■ **The records**
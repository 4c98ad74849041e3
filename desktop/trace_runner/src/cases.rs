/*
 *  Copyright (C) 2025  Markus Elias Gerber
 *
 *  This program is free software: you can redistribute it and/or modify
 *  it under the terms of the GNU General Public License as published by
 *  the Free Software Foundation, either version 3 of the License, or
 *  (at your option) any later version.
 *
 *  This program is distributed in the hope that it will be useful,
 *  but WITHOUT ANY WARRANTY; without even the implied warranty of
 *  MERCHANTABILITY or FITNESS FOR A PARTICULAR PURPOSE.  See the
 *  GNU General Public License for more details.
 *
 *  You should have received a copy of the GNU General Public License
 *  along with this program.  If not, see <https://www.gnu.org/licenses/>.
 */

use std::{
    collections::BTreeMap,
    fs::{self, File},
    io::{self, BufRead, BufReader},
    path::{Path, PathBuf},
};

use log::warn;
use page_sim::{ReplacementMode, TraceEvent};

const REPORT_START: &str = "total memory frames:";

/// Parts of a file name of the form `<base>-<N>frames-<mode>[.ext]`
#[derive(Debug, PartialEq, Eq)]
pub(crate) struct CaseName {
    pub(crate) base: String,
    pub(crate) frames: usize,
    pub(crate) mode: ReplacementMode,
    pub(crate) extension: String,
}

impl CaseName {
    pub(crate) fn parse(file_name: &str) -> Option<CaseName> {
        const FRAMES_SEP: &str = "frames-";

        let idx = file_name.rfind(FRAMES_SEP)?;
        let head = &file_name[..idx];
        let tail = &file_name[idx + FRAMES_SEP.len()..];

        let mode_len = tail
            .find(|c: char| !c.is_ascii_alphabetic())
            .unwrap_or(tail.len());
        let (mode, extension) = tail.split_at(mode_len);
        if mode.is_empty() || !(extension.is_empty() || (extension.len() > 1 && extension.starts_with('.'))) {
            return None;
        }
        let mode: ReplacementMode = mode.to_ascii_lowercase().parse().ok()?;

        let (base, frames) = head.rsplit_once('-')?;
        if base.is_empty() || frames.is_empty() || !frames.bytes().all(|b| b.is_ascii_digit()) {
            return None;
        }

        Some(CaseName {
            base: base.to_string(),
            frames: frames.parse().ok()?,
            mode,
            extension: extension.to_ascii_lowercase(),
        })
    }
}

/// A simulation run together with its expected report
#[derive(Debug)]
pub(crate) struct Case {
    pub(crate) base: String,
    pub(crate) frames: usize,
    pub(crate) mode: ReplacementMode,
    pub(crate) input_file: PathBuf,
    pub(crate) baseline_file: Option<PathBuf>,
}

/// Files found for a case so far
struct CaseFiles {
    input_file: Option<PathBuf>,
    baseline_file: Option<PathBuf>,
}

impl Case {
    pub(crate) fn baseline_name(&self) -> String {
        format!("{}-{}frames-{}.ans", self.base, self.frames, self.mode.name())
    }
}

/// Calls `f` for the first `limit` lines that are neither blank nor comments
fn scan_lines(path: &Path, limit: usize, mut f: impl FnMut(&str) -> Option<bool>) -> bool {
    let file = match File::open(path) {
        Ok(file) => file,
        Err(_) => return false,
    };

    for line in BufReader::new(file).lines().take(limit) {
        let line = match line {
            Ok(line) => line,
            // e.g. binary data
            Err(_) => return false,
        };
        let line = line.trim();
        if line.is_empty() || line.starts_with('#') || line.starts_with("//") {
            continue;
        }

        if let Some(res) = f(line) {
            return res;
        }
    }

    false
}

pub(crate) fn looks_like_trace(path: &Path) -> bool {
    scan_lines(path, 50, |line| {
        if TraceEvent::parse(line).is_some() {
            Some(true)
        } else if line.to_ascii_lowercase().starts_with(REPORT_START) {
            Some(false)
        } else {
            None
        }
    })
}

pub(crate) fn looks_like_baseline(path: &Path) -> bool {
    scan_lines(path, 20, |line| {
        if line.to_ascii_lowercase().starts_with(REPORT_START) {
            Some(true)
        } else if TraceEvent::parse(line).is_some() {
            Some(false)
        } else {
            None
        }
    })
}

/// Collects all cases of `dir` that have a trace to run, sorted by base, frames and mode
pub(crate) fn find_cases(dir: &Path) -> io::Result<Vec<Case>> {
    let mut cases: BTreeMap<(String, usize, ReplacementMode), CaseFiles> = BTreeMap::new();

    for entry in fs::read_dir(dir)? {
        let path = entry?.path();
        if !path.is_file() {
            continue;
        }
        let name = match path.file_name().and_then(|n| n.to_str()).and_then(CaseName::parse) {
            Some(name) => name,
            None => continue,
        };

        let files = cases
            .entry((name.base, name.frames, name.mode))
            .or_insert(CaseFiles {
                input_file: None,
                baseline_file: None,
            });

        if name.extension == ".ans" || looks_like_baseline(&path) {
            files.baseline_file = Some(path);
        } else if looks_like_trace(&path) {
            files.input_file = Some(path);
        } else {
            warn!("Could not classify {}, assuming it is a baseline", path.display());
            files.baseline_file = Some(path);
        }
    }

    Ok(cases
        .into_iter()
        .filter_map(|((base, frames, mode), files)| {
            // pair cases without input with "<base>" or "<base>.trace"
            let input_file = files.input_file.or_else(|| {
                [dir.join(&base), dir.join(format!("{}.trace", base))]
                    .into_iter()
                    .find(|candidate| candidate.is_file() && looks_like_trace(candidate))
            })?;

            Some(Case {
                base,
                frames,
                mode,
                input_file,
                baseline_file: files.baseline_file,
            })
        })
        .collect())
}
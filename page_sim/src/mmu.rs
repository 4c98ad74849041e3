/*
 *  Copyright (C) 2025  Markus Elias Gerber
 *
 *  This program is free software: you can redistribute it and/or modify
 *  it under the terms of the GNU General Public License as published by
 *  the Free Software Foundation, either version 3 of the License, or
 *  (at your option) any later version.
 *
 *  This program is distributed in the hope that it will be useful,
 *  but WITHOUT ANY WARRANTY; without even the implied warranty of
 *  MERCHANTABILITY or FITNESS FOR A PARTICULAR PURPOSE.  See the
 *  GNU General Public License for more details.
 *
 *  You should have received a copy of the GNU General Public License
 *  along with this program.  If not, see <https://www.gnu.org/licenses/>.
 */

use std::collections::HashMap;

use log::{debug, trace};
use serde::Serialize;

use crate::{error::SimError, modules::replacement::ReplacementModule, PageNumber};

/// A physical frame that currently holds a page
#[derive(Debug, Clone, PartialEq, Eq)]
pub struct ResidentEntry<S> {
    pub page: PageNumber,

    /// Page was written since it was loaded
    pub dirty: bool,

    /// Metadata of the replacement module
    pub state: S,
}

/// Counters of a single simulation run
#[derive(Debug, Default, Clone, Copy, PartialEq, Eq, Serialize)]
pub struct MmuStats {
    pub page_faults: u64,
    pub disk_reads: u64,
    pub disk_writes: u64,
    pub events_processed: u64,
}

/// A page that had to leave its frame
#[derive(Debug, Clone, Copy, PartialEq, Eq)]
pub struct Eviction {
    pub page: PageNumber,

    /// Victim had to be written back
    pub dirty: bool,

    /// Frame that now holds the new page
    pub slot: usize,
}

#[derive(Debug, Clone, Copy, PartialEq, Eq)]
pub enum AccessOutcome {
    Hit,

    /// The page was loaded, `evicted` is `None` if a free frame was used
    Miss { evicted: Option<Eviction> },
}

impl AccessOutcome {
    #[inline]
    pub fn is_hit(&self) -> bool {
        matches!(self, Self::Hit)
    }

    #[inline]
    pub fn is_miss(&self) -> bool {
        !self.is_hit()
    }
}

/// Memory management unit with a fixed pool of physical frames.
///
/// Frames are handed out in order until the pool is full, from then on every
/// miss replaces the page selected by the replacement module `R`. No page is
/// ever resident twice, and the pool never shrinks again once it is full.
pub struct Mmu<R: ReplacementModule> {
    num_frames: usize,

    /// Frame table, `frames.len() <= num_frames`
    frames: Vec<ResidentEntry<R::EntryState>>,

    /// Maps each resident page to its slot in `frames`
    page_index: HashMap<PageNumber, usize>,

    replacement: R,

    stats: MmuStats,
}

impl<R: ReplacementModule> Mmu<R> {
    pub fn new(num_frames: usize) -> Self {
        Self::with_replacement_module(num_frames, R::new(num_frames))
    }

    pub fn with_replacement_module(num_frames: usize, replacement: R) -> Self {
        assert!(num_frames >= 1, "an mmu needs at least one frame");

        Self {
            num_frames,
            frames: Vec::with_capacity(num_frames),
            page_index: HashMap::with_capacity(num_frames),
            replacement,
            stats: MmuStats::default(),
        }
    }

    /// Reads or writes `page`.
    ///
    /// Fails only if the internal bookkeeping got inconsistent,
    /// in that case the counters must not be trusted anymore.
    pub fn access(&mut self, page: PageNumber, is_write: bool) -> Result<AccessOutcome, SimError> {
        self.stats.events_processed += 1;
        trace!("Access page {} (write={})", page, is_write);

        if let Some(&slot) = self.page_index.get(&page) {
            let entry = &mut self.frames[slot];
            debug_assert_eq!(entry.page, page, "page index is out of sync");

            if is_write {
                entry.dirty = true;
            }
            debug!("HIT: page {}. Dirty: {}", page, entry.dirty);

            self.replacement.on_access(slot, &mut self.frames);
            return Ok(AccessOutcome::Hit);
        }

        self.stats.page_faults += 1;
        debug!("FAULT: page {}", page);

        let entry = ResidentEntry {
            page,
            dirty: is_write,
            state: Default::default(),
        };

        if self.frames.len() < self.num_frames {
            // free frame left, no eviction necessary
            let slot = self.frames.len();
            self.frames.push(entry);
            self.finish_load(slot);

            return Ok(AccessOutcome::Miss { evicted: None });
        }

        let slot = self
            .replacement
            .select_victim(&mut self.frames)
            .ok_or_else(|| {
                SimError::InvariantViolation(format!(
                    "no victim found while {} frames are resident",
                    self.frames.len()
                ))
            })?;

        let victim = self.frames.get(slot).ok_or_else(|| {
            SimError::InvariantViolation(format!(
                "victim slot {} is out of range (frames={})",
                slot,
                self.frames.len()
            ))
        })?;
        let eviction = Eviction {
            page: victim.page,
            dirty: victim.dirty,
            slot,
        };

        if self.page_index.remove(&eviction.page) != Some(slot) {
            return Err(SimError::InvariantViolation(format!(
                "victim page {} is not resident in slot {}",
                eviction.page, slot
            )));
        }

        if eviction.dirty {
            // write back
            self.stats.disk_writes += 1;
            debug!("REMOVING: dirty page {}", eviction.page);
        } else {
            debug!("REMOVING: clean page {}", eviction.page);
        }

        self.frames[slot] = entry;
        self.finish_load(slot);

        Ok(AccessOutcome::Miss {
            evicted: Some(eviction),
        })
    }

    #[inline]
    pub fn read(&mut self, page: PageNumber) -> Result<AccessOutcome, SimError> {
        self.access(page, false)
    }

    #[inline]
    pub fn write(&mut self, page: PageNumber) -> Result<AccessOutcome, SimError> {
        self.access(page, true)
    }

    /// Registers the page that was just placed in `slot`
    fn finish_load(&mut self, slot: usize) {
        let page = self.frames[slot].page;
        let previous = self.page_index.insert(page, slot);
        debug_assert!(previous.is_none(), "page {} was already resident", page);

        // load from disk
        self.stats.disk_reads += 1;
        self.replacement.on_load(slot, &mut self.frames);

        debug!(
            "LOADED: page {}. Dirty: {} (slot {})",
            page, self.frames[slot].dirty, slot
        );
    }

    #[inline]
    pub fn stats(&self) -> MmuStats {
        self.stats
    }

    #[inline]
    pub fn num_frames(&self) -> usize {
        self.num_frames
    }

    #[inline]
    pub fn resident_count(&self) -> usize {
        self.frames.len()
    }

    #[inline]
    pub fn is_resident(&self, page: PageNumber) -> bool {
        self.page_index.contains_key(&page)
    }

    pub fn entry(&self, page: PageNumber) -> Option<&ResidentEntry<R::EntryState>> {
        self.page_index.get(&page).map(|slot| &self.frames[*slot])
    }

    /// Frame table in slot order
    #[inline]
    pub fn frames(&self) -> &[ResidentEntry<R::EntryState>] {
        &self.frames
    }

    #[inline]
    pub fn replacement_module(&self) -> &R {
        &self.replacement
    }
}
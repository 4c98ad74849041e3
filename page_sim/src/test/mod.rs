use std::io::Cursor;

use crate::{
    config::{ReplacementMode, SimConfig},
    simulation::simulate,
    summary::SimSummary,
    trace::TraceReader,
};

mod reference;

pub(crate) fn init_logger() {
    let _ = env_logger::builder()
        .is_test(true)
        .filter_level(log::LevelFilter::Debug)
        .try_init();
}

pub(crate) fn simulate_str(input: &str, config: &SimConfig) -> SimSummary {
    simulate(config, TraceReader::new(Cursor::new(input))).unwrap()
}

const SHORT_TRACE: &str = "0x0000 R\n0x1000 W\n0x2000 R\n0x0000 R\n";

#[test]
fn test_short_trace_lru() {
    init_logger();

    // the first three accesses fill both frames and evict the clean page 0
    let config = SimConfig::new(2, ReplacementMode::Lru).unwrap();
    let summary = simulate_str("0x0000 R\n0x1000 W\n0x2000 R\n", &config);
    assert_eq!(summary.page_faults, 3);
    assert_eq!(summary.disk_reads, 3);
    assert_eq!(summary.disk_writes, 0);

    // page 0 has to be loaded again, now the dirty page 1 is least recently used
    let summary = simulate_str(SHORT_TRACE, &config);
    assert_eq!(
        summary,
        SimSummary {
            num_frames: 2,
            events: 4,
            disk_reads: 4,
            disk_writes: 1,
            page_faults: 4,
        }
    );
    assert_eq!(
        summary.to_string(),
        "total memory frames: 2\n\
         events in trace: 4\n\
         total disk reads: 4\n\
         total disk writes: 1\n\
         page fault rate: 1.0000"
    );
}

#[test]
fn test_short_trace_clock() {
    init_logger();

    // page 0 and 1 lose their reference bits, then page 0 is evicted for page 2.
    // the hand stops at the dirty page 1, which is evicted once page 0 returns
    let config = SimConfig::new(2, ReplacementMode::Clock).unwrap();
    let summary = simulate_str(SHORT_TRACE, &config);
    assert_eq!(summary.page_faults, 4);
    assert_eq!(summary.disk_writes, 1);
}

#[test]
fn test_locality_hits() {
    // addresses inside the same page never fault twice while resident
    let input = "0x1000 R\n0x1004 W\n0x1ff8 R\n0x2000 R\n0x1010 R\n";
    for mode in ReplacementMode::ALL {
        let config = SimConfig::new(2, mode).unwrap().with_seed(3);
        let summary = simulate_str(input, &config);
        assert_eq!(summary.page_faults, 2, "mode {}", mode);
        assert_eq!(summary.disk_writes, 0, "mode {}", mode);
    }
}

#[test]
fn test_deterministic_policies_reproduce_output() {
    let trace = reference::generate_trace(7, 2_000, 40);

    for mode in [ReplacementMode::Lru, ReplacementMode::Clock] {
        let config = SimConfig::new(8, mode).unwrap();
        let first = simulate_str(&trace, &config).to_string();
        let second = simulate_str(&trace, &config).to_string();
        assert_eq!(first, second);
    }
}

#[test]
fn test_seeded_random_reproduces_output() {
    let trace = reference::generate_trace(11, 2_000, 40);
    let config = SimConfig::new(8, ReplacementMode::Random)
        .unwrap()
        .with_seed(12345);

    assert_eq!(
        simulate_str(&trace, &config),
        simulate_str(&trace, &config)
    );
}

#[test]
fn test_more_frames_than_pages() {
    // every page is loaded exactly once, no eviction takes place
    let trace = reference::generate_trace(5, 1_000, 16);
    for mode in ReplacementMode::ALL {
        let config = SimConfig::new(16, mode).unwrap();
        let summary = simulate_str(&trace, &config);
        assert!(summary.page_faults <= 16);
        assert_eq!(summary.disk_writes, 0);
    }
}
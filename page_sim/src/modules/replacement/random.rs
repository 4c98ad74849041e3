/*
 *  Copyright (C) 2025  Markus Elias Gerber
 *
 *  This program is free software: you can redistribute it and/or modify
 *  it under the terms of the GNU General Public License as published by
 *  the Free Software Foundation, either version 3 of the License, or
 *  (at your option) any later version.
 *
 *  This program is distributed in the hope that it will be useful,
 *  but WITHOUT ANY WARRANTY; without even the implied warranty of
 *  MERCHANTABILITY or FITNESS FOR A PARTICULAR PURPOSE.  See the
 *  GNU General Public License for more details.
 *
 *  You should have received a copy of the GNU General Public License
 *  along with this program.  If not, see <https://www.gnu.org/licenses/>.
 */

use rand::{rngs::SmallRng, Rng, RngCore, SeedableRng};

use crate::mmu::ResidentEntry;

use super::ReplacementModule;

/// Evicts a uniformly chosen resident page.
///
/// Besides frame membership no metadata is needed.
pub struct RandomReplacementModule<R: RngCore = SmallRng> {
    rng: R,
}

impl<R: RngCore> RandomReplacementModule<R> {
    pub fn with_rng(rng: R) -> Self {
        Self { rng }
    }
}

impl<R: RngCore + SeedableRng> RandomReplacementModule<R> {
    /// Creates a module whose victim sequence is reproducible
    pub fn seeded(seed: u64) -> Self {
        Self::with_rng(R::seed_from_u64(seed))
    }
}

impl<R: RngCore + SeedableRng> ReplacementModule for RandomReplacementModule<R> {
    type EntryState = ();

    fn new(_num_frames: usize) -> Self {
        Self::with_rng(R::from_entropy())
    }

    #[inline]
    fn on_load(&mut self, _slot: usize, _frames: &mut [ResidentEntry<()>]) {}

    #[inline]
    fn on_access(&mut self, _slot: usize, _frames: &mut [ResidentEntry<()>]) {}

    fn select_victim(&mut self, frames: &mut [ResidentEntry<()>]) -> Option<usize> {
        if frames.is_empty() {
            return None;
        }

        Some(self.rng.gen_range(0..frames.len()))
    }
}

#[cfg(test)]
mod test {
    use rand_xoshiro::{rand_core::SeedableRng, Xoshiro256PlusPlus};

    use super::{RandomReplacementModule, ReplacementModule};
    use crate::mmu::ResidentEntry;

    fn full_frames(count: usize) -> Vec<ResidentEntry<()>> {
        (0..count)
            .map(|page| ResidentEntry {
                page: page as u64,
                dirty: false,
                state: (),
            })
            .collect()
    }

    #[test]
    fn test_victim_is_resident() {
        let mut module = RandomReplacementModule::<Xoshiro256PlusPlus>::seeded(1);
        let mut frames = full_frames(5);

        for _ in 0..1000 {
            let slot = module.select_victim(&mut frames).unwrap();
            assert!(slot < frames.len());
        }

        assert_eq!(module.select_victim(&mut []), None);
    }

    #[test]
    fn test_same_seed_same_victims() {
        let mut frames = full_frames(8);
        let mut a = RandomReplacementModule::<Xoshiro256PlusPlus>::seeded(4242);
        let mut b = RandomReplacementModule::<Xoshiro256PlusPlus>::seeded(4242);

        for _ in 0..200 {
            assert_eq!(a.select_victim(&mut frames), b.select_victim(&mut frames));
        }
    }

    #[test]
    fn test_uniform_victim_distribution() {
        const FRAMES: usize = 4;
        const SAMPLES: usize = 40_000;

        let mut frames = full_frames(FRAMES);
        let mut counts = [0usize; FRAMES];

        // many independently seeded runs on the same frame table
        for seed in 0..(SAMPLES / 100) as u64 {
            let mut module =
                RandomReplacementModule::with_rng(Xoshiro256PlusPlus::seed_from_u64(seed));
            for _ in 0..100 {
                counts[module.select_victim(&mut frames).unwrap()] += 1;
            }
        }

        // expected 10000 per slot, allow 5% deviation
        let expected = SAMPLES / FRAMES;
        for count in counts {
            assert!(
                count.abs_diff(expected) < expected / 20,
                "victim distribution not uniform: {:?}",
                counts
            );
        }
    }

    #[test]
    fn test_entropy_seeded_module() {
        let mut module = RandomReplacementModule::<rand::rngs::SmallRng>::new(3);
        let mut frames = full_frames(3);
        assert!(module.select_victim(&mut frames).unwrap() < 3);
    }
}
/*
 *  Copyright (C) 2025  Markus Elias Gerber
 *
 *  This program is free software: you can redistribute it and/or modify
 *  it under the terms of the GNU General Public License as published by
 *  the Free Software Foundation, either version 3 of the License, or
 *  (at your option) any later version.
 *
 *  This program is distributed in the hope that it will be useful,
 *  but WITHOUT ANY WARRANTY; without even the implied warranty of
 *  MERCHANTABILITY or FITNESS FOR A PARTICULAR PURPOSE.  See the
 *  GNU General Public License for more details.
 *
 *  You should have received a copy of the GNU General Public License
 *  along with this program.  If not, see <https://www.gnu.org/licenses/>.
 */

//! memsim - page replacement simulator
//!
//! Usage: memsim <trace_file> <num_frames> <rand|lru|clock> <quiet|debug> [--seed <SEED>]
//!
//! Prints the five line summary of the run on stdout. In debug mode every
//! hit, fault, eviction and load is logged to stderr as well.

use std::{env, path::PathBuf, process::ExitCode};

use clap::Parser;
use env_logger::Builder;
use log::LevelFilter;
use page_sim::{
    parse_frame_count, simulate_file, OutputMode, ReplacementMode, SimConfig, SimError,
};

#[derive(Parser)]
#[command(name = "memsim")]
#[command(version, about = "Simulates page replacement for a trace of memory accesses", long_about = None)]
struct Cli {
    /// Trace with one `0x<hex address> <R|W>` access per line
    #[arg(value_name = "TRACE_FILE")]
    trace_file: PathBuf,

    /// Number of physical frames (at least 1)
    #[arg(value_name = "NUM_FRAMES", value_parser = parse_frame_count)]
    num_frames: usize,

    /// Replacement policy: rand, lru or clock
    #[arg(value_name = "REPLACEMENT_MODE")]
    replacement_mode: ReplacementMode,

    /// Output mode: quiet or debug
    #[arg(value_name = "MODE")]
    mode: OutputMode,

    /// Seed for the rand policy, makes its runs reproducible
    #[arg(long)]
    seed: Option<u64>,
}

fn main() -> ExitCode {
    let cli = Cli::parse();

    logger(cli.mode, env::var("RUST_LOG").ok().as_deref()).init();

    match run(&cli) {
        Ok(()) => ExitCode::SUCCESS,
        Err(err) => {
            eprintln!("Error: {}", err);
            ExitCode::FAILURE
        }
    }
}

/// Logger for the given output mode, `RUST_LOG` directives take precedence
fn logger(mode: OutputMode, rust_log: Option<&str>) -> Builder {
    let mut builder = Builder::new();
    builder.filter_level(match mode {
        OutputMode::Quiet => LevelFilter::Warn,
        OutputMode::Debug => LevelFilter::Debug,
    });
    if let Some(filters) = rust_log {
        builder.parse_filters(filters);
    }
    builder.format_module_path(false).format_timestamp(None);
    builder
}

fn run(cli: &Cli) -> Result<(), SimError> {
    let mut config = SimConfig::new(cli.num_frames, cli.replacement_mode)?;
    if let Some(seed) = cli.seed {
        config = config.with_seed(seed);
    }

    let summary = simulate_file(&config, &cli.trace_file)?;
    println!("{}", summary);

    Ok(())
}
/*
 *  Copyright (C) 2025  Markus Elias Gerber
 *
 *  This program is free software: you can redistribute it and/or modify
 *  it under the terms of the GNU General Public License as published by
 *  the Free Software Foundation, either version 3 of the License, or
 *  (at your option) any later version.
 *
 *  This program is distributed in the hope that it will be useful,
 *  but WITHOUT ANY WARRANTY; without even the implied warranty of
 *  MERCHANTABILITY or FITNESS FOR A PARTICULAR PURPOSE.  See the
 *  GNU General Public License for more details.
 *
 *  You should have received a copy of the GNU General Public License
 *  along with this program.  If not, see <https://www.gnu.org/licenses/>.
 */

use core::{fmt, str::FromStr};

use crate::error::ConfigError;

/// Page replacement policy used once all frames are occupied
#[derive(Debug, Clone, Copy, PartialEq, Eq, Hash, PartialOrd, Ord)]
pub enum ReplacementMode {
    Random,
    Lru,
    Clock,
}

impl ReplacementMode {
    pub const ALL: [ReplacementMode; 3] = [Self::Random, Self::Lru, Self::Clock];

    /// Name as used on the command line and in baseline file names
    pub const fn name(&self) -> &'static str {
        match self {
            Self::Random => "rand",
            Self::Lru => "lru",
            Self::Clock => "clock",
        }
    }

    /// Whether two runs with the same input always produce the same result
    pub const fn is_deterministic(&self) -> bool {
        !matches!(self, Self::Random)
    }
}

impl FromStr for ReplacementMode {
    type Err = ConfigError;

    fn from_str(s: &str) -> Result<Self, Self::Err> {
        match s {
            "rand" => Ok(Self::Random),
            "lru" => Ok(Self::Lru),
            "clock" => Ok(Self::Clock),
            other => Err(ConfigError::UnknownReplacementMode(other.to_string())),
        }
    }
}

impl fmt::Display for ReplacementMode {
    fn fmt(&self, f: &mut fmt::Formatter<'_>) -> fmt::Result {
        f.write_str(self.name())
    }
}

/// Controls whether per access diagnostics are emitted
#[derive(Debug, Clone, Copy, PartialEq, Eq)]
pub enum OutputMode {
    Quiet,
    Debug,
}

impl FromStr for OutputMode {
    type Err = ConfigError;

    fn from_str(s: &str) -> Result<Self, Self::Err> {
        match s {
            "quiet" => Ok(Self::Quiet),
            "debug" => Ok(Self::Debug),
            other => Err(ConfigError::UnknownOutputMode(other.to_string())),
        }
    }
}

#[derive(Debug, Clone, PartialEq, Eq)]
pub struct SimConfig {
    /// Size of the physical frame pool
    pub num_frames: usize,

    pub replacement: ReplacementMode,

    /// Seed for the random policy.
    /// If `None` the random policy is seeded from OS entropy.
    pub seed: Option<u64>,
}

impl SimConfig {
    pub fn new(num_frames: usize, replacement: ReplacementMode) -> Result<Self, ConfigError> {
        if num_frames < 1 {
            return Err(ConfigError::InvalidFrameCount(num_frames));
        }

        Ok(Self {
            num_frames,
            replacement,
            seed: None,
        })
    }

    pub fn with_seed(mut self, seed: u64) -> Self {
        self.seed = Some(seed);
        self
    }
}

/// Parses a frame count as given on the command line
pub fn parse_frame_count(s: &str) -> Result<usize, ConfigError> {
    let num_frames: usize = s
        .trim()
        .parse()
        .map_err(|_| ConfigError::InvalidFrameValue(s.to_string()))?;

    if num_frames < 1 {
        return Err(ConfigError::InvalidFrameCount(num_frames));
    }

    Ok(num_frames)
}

■ **Aim of the task**
Wherever the word "policy" turns up in the records above, copy the line that holds it.

■ **Your response**
    /// Replacement policy: rand, lru or clock
    /// Seed for the rand policy, makes its runs reproducible
/// Page replacement policy used once all frames are occupied
    /// Seed for the random policy.
    /// If `None` the random policy is seeded from OS entropy.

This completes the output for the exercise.